A sensitive rRNA-targeted reverse transcription-quantitative PCR (RT-qPCR) method was developed for exact and sensitive enumeration of subdominant bacterial populations. Using group- or species-specific primers for 16S or 23S rRNA, analytical curves were constructed for Escherichia coli , Enterococcus faecalis , Staphylococcus aureus , Clostridium perfringens , and Pseudomonas aeruginosa , and the threshold cycle value was found to be linear up to an RNA amount of 10 ⁻³ cell per RT-PCR. The number of bacteria in culture was determined by RT-qPCR, and the results correlated well with the CFU count over the range from 10 ⁰ to 10 ⁵ CFU. The bacterial counts obtained by RT-qPCR were the same as the CFU counts irrespective of the growth phase in vitro, except for C. perfringens during starvation periods; the viable cell counts obtained by using a combination of 4′,6-diamidino-2-phenylindole (DAPI) staining and SYTO9-propidium iodide double staining were in good agreement with the RT-qPCR counts rather than with the CFU counts.

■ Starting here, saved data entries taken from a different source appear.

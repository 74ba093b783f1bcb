// Copyright 2019-2022 ChainSafe Systems
// SPDX-License-Identifier: Apache-2.0, MIT

use std::iter;
use std::ops::Neg;

use byteorder::{BigEndian, ByteOrder, WriteBytesExt};
use cid::multihash::Code::Blake2b256;
use cid::Cid;
use fvm_ipld_bitfield::BitField;
use fvm_ipld_encoding::ipld_block::IpldBlock;
use fvm_ipld_encoding::{from_slice, CborStore, RawBytes};
use fvm_shared::address::Address;
use fvm_shared::clock::ChainEpoch;
use fvm_shared::econ::TokenAmount;
use fvm_shared::error::ExitCode;
use fvm_shared::randomness::{Randomness, RANDOMNESS_LENGTH};
use fvm_shared::sector::{
    AggregateSealVerifyInfo, AggregateSealVerifyProofAndInfos, PoStProof,
    RegisteredAggregateProof, RegisteredSealProof, SealVerifyInfo, SectorID, SectorInfo,
    WindowPoStVerifyInfo, MAX_SECTOR_NUMBER,
};
use fvm_shared::{ActorID, MethodNum, METHOD_CONSTRUCTOR, METHOD_SEND};
use log::{error, info, warn};
use num_derive::FromPrimitive;
use num_traits::Zero;

pub use bitfield_queue::*;
pub use deadline_assignment::*;
pub use deadline_info::*;
pub use deadline_state::*;
pub use deadlines::*;
use fil_miner_runtime::reward::ThisEpochRewardReturn;
use fil_miner_runtime::runtime::{ActorCode, DomainSeparationTag, Policy, Runtime};
use fil_miner_runtime::{
    actor_dispatch, actor_error, deserialize_block, extract_send_result, ActorContext,
    ActorError, AsActorError, BURNT_FUNDS_ACTOR_ADDR, INIT_ACTOR_ADDR, REWARD_ACTOR_ADDR,
    STORAGE_MARKET_ACTOR_ADDR, STORAGE_POWER_ACTOR_ADDR,
};
pub use monies::*;
pub use partition_state::*;
pub use policy::*;
pub use quantize::*;
pub use sector_map::*;
pub use sectors::*;
pub use state::*;
pub use types::*;

mod bitfield_queue;
mod deadline_assignment;
mod deadline_info;
mod deadline_state;
mod deadlines;
#[doc(hidden)]
pub mod ext;
mod monies;
mod partition_state;
mod policy;
mod quantize;
mod sector_map;
mod sectors;
mod state;
pub mod testing;
mod types;

/// Storage Miner actor methods available
#[derive(FromPrimitive)]
#[repr(u64)]
pub enum Method {
    Constructor = METHOD_CONSTRUCTOR,
    SubmitWindowedPoSt = 5,
    PreCommitSector = 6,
    ProveCommitSector = 7,
    DeclareFaults = 10,
    DeclareFaultsRecovered = 11,
    OnDeferredCronEvent = 12,
    ConfirmSectorProofsValid = 17,
    CompactPartitions = 19,
    DisputeWindowedPoSt = 24,
    PreCommitSectorBatch = 25,
    ProveCommitAggregate = 26,
}

pub const ERR_BALANCE_INVARIANTS_BROKEN: ExitCode = ExitCode::new(1000);

/// Largest seal proof accepted by ProveCommitSector, in bytes.
pub const MAX_PROVE_COMMIT_SIZE: usize = 1024;

/// Miner Actor
pub struct Actor;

The RT-qPCR method could detect endogenous Enterobacteriaceae and P. aeruginosa in feces of hospitalized patients ( n = 38) at a level of 10 ³ cells per g of feces, and for enumeration of S. aureus or P. aeruginosa spiked into human peripheral blood, the lower detection limit for RT-qPCR quantification of the bacteria was 2 cells per ml of blood, suggesting that this method was equivalent to the conventional culture method. As only 5 h was needed for RT-qPCR quantification, we suggest that rRNA-targeted RT-qPCR assays provide a sensitive and convenient system for quantification of commensal bacteria and for examining their possible invasion of a host.